- **Entries shown**
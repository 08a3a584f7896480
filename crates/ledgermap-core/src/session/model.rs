//! Session domain models.

use crate::account::Account;
use crate::mapping::{BatchStatus, BatchSummary, MappingResult};
use serde::{Deserialize, Serialize};
use std::collections::HashMap;

/// An uploaded ledger held for the lifetime of a session.
///
/// Created once when a file is uploaded, read by later chat and mapping
/// calls, never mutated. The file parsing itself happens upstream; this
/// model only carries the already-parsed rows plus enough raw context for
/// the advisor prompts.
#[derive(Debug, Clone, PartialEq, Serialize, Deserialize)]
pub struct UploadedLedger {
    /// Original filename as uploaded.
    pub filename: String,
    /// Parsed accounts, one per file row.
    pub accounts: Vec<Account>,
    /// Upload timestamp (RFC 3339).
    pub upload_time: String,
    pub account_count: usize,
    /// Column names of the uploaded file.
    pub columns: Vec<String>,
    /// A small sample of raw rows, kept for prompt context.
    #[serde(default)]
    pub raw_data_sample: Vec<HashMap<String, String>>,
}

impl UploadedLedger {
    /// Builds the session value for a freshly uploaded file, stamping the
    /// upload time and account count.
    pub fn new(
        filename: impl Into<String>,
        accounts: Vec<Account>,
        columns: Vec<String>,
        raw_data_sample: Vec<HashMap<String, String>>,
    ) -> Self {
        Self {
            filename: filename.into(),
            account_count: accounts.len(),
            accounts,
            upload_time: chrono::Utc::now().to_rfc3339(),
            columns,
            raw_data_sample,
        }
    }
}

/// Live progress of one mapping batch.
///
/// The orchestrator writes an updated record after every account, so a
/// caller can observe a batch while it runs and read partial results (and
/// the failure message) after an aborted one.
#[derive(Debug, Clone, PartialEq, Serialize, Deserialize)]
pub struct BatchRecord {
    pub status: BatchStatus,
    /// Batch start timestamp (RFC 3339).
    pub started_at: String,
    pub total_accounts: usize,
    pub processed_accounts: usize,
    /// Results completed so far, in source order.
    pub results: Vec<MappingResult>,
    /// Present once the batch completes.
    pub summary: Option<BatchSummary>,
    /// Present once the batch fails.
    pub error: Option<String>,
}

impl BatchRecord {
    /// Creates the initial record for a batch that is about to start.
    pub fn new(total_accounts: usize) -> Self {
        Self {
            status: BatchStatus::Processing,
            started_at: chrono::Utc::now().to_rfc3339(),
            total_accounts,
            processed_accounts: 0,
            results: Vec::new(),
            summary: None,
            error: None,
        }
    }
}
//! Error types for the upstream completion service.

use thiserror::Error;

/// Failures from the upstream completion API or its transport.
///
/// Retryability is decided once, where the error is constructed at the
/// transport boundary; the retry loop only ever consults
/// [`UpstreamError::is_retryable`] and never inspects message text.
#[derive(Error, Debug, Clone)]
pub enum UpstreamError {
    /// Non-success HTTP status from the completion API.
    #[error("completion API returned {status}: {message}")]
    Api {
        status: u16,
        message: String,
        retryable: bool,
    },

    /// The request never produced an HTTP response (connect failure, timeout).
    #[error("completion request failed: {message}")]
    Transport { message: String, retryable: bool },

    /// A success response whose body did not match the expected shape.
    #[error("malformed completion response: {0}")]
    Malformed(String),

    /// A well-formed success response that carried no generated text.
    #[error("completion response contained no generated text")]
    EmptyCompletion,

    /// A retryable failure survived every allowed attempt.
    #[error("completion API still failing after {attempts} attempts: {message}")]
    RetriesExhausted { attempts: u32, message: String },

    /// Missing or unusable client configuration.
    #[error("completion client configuration error: {0}")]
    Config(String),
}

impl UpstreamError {
    /// Whether the failure is transient and worth another attempt.
    pub fn is_retryable(&self) -> bool {
        match self {
            Self::Api { retryable, .. } | Self::Transport { retryable, .. } => *retryable,
            Self::Malformed(_) | Self::EmptyCompletion | Self::RetriesExhausted { .. } | Self::Config(_) => false,
        }
    }
}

- **The task**
Copy every entry exactly.

- **Task answer**
repository 08a3a584f7896480
filename crates/ledgermap-core/src/session/model.rs
//! Session domain models.

use crate::account::Account;
use crate::mapping::{BatchStatus, BatchSummary, MappingResult};
use serde::{Deserialize, Serialize};
use std::collections::HashMap;

/// An uploaded ledger held for the lifetime of a session.
///
/// Created once when a file is uploaded, read by later chat and mapping
/// calls, never mutated. The file parsing itself happens upstream; this
/// model only carries the already-parsed rows plus enough raw context for
/// the advisor prompts.
#[derive(Debug, Clone, PartialEq, Serialize, Deserialize)]
pub struct UploadedLedger {
    /// Original filename as uploaded.
    pub filename: String,
    /// Parsed accounts, one per file row.
    pub accounts: Vec<Account>,
    /// Upload timestamp (RFC 3339).
    pub upload_time: String,
    pub account_count: usize,
    /// Column names of the uploaded file.
    pub columns: Vec<String>,
    /// A small sample of raw rows, kept for prompt context.
    #[serde(default)]
    pub raw_data_sample: Vec<HashMap<String, String>>,
}

impl UploadedLedger {
    /// Builds the session value for a freshly uploaded file, stamping the
    /// upload time and account count.
    pub fn new(
        filename: impl Into<String>,
        accounts: Vec<Account>,
        columns: Vec<String>,
        raw_data_sample: Vec<HashMap<String, String>>,
    ) -> Self {
        Self {
            filename: filename.into(),
            account_count: accounts.len(),
            accounts,
            upload_time: chrono::Utc::now().to_rfc3339(),
            columns,
            raw_data_sample,
        }
    }
}

/// Live progress of one mapping batch.
///
/// The orchestrator writes an updated record after every account, so a
/// caller can observe a batch while it runs and read partial results (and
/// the failure message) after an aborted one.
#[derive(Debug, Clone, PartialEq, Serialize, Deserialize)]
pub struct BatchRecord {
    pub status: BatchStatus,
    /// Batch start timestamp (RFC 3339).
    pub started_at: String,
    pub total_accounts: usize,
    pub processed_accounts: usize,
    /// Results completed so far, in source order.
    pub results: Vec<MappingResult>,
    /// Present once the batch completes.
    pub summary: Option<BatchSummary>,
    /// Present once the batch fails.
    pub error: Option<String>,
}

impl BatchRecord {
    /// Creates the initial record for a batch that is about to start.
    pub fn new(total_accounts: usize) -> Self {
        Self {
            status: BatchStatus::Processing,
            started_at: chrono::Utc::now().to_rfc3339(),
            total_accounts,
            processed_accounts: 0,
            results: Vec::new(),
            summary: None,
            error: None,
        }
    }
}
//! Error types for the upstream completion service.

use thiserror::Error;

/// Failures from the upstream completion API or its transport.
///
/// Retryability is decided once, where the error is constructed at the
/// transport boundary; the retry loop only ever consults
/// [`UpstreamError::is_retryable`] and never inspects message text.
#[derive(Error, Debug, Clone)]
pub enum UpstreamError {
    /// Non-success HTTP status from the completion API.
    #[error("completion API returned {status}: {message}")]
    Api {
        status: u16,
        message: String,
        retryable: bool,
    },

    /// The request never produced an HTTP response (connect failure, timeout).
    #[error("completion request failed: {message}")]
    Transport { message: String, retryable: bool },

    /// A success response whose body did not match the expected shape.
    #[error("malformed completion response: {0}")]
    Malformed(String),

    /// A well-formed success response that carried no generated text.
    #[error("completion response contained no generated text")]
    EmptyCompletion,

    /// A retryable failure survived every allowed attempt.
    #[error("completion API still failing after {attempts} attempts: {message}")]
    RetriesExhausted { attempts: u32, message: String },

    /// Missing or unusable client configuration.
    #[error("completion client configuration error: {0}")]
    Config(String),
}

impl UpstreamError {
    /// Whether the failure is transient and worth another attempt.
    pub fn is_retryable(&self) -> bool {
        match self {
            Self::Api { retryable, .. } | Self::Transport { retryable, .. } => *retryable,
            Self::Malformed(_) | Self::EmptyCompletion | Self::RetriesExhausted { .. } | Self::Config(_) => false,
        }
    }
}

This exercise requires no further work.